Introduction to Implicative Data
Ask the Expert ft. Emmi Bane and Carl Mathis
Synopsis:
New methods of data processing create new ways of looking at existing information, yielding new insights and connections, and new potentials for harm. These potentials attach new risks to previously benign or deidentified data, and new obligations for organizations that handle these data. Traditional data taxonomies do not adequately identify or address these risks, and therefore create significant gaps in governance programs. This narrow scope can obscure risks arising from non‑identifying data that nonetheless shapes decisions, outcomes, or inferences about individuals or groups, leading to privacy, ethical, security, and regulatory blind spots.
Implicative data is a term used to describe data whose downstream use or inferential potential produces consequences for individuals or groups independent of formal identifiability. Implicative data may not identify individuals directly or indirectly, but can impact perceptions, decisions, or outcomes related to them—often through aggregation, metadata, inference, or contextual analysis. Implicative data emerges from incidental data, derived insights, patterns, and contextual clues, and becomes especially salient in AI systems.
Problem Statement:
Conventional privacy frameworks focus on personal data defined through direct and indirect identifiers. This narrow scope can obscure risks arising from non‑identifying data that nonetheless shapes decisions, outcomes, or inferences about individuals or groups, leading to privacy, ethical, security, and regulatory blind spots. Adopting the implicatice data lens allows organizations to close the gaps created by these artificial categories, and to create a forward thinking privacy program that anticipates practical risks.
Discussion Themes:
This talk will provide an overview of Implicative data with examples and use cases, explore the risks and governance implications of the current standard, and provide a review of the implicative data framework. This talk will enable participants to:
Identify implicative data in real systems and use cases
Assess privacy, ethical, and security risks beyond traditional “personal data” categories
Apply the Implicative data framework and context‑aware governance principles to future proof data governance programs
Related Privacy Enhancing Technologies (PETs):
Anonymization
Data minimization
Contextual privacy
Pre-Discussion Resources:
Guest Experts: Emmi Bane and Carl Mathis
Emmi Bane, MPH and CIPP-US, Principal Data Ethicist in Emerging Technologies, HP Privacy Innovation and Assurance Center of Excellence
Emmi is a data ethicist and privacy sociologist whose work explores the ethical, legal, and social dimensions of data ecosystems, emerging technologies, and Public Health. She serves as Principal for Data Ethics and Emerging Technologies at HP, where she leads privacy and ethics review for the company’s AI/ML sandbox program, focusing on sensitive data, consent, and technology’s social impacts. Emmi is also a Senior Fellow in Ethics and AI at the World Privacy Forum, where her research centers on consent frameworks, complex data ecosystems, and the implications of AI for health data and societal wellbeing. Her academic background includes a Master of Public Health in Public Health Genetics from the University of Washington and undergraduate degrees in Sociology, Psychology, and Micro‑Molecular Biology from Portland State University.

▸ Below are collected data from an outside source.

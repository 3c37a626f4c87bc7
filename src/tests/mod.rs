//! Test modules for the Lanai TST library.
//!
//! This module contains the crate-internal test suites, including:
//! - Unit tests for tree operations beyond the per-file smoke tests
//! - Property-based tests using proptest
//! - Parameterized scenario tests using test-case
//! - Test strategies shared across suites
//!
//! The test philosophy follows the project standards:
//! - Testing all edge cases named by the data structure's contract
//! - Property-based testing against simple reference models
//! - Scenario tests mirroring documented example behavior

pub mod test_utils;

// Re-export commonly used testing tools to simplify imports in test modules
pub use test_utils::{entries_strategy, key_strategy, unicode_key_strategy};
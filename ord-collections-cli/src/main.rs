#[macro_use]
extern crate log;

mod config;
mod console;
mod logging;

use anyhow::{bail, Context, Result};
use clap::{App, AppSettings, Arg, ArgMatches, SubCommand};
use ord_collections::{
    binary_search, heap_sort, natural_order, quick_sort, reverse_order,
    BinaryHeap, HeapOrder, MaxHeap, MaxOrder, MinOrder, NaturalOrder,
};
use rand::rngs::StdRng;
use rand::{Rng, SeedableRng};
use std::env;
use std::str::FromStr;
use config::{DEFAULT_COUNT, DEFAULT_KEEP, DEFAULT_SEED, LOG_ENV, VALUE_MAX, VALUE_MIN};

fn input_args<'a, 'b>() -> Vec<Arg<'a, 'b>> {
    vec![
        Arg::with_name("items")
            .help("Signed integers to work on")
            .multiple(true),
        Arg::with_name("count")
            .short("n")
            .long("count")
            .takes_value(true)
            .conflicts_with("items")
            .help("Number of random items when none are given"),
        Arg::with_name("seed")
            .short("s")
            .long("seed")
            .takes_value(true)
            .conflicts_with("items")
            .help("Seed for the random items"),
    ]
}

fn app<'a, 'b>() -> App<'a, 'b> {
    App::new("ord-collections-cli")
        .version(env!("CARGO_PKG_VERSION"))
        .about("Sorts, ranks and searches integers with comparator-driven collections")
        .setting(AppSettings::SubcommandRequiredElseHelp)
        .arg(Arg::with_name("log")
            .long("log")
            .takes_value(true)
            .help("Log level: ERROR, WARN, INFO, DEBUG or TRACE"))
        .subcommand(SubCommand::with_name("sort")
            .about("Sorts the items")
            .setting(AppSettings::AllowNegativeNumbers)
            .arg(Arg::with_name("algorithm")
                .short("a")
                .long("algorithm")
                .takes_value(true)
                .possible_values(&["heap", "quick"])
                .default_value("heap"))
            .arg(Arg::with_name("descending")
                .short("d")
                .long("descending"))
            .args(&input_args()))
        .subcommand(SubCommand::with_name("top")
            .about("Keeps the smallest (or largest) items with a bounded heap")
            .setting(AppSettings::AllowNegativeNumbers)
            .arg(Arg::with_name("keep")
                .short("k")
                .long("keep")
                .takes_value(true)
                .help("How many items to keep"))
            .arg(Arg::with_name("max")
                .long("max")
                .help("Keep the largest items instead of the smallest"))
            .args(&input_args()))
        .subcommand(SubCommand::with_name("search")
            .about("Sorts the items and binary searches for a target")
            .setting(AppSettings::AllowNegativeNumbers)
            .arg(Arg::with_name("target")
                .short("t")
                .long("target")
                .takes_value(true)
                .allow_hyphen_values(true)
                .required(true))
            .args(&input_args()))
}

fn main() -> Result<()> {
    let matches = app().get_matches();
    let level = matches
        .value_of("log")
        .map(String::from)
        .or_else(|| env::var(LOG_ENV).ok());
    logging::init(level.as_deref())?;

    let output = match matches.subcommand() {
        ("sort", Some(m)) => run_sort(m)?,
        ("top", Some(m)) => run_top(m)?,
        ("search", Some(m)) => run_search(m)?,
        (name, _) => bail!("unknown subcommand `{}`", name),
    };
    println!("{}", output);
    Ok(())
}


fn parse_or<T>(m: &ArgMatches, name: &str, default: T) -> Result<T>
where
    T: FromStr,
    T::Err: std::error::Error + Send + Sync + 'static,
{
    match m.value_of(name) {
        None => Ok(default),
        Some(raw) => raw
            .parse()
            .with_context(|| format!("invalid --{} `{}`", name, raw)),
    }
}

fn read_items(m: &ArgMatches) -> Result<Vec<i64>> {
    if let Some(values) = m.values_of("items") {
        return values
            .map(|raw| raw.parse::<i64>().with_context(|| format!("invalid item `{}`", raw)))
            .collect();
    }

    let count = parse_or(m, "count", DEFAULT_COUNT)?;
    let seed = parse_or(m, "seed", DEFAULT_SEED)?;
    debug!("generating {} items with seed {}", count, seed);
    let mut rng = StdRng::seed_from_u64(seed);
    Ok((0..count).map(|_| rng.gen_range(VALUE_MIN..=VALUE_MAX)).collect())
}

fn render(items: &[i64]) -> String {
    items
        .iter()
        .map(|x| x.to_string())
        .collect::<Vec<_>>()
        .join(",")
}


fn run_sort(m: &ArgMatches) -> Result<String> {
    let mut items = read_items(m)?;
    let descending = m.is_present("descending");
    let algorithm = m.value_of("algorithm").unwrap_or("heap");
    info!("sorting {} items with {} sort", items.len(), algorithm);

    let sorted = match (algorithm, descending) {
        ("heap", false) => heap_sort(items, natural_order()),
        ("heap", true) => MaxHeap::heapify(items, natural_order()).into_sorted_vec(),
        ("quick", false) => {
            quick_sort(&mut items, &natural_order());
            items
        }
        ("quick", true) => {
            quick_sort(&mut items, &reverse_order());
            items
        }
        (other, _) => bail!("unknown algorithm `{}`", other),
    };
    Ok(render(&sorted))
}

/// Streams `items` through a heap that never grows past `keep`.
///
/// With `MaxOrder` the root is the largest kept item, so evicting it keeps the
/// smallest ones; `MinOrder` keeps the largest. The result is best first.
fn keep_extremes<P: HeapOrder>(items: Vec<i64>, keep: usize) -> Vec<i64> {
    let mut heap = BinaryHeap::<i64, NaturalOrder, P>::with_comparator(natural_order());
    for item in items {
        heap.insert(item);
        if heap.len() > keep {
            if let Some(evicted) = heap.extract_root() {
                trace!("evicted {}", evicted);
            }
        }
    }
    let mut kept = heap.into_sorted_vec();
    kept.reverse();
    kept
}

fn run_top(m: &ArgMatches) -> Result<String> {
    let items = read_items(m)?;
    let keep = parse_or(m, "keep", DEFAULT_KEEP)?;
    let largest = m.is_present("max");
    info!(
        "keeping the {} {} of {} items",
        keep,
        if largest { "largest" } else { "smallest" },
        items.len()
    );

    let kept = if largest {
        keep_extremes::<MinOrder>(items, keep)
    } else {
        keep_extremes::<MaxOrder>(items, keep)
    };
    Ok(render(&kept))
}

fn run_search(m: &ArgMatches) -> Result<String> {
    let mut items = read_items(m)?;
    let target: i64 = match m.value_of("target") {
        Some(raw) => raw
            .parse()
            .with_context(|| format!("invalid --target `{}`", raw))?,
        None => bail!("--target is required"),
    };

    quick_sort(&mut items, &natural_order());
    let result = match binary_search(&items, &target, &natural_order()) {
        Some(idx) => format!("{} found at index {}", target, idx),
        None => format!("{} not found", target),
    };
    Ok(format!("{}\n{}", render(&items), result))
}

Carl Mathis, PhD, Principal Privacy Architect, HP Privacy Innovation and Assurance Center of Excellence
Carl began his career programming in machine language and Basic during graduate studies. Over time, he transitioned to designing, building, and managing networks, and from there to building enterprise WAN/LAN technologies. With 25 years of experience in network and application security, he has spent the last decade focusing on the architectural and technical aspects of privacy. His professional journey includes working for global enterprises spanning diverse sectors including financial, retail, legal, and manufacturing. Currently, he is a Privacy Architect at HP, collaborating with a talented team to drive privacy technology innovation forward in areas like AI and privacy-enhancing technologies.
Moderator: Tiffany Soomdat
Tiffany Soomdat helps organizations navigate complex data protection landscapes and build scalable, business-aligned privacy and governance programs that do more than check compliance boxes. Her work sits at the intersection of digital responsibility, data governance, and emerging technology, with a focus on supporting more responsible and sustainable business practices in an increasingly digital economy. She is a trusted advisor who helps companies operate effectively amid evolving privacy and regulatory expectations, while building trust with customers and stakeholders in the digital age. Tiffany is particularly interested in how digital systems shape trust, autonomy, and long-term value creation, including the role of privacy, AI governance, and data stewardship in building more resilient and accountable organizations. Master of Studies in Law (MSL) in Corporate Compliance. Certified in CIPP/US and OneTrust.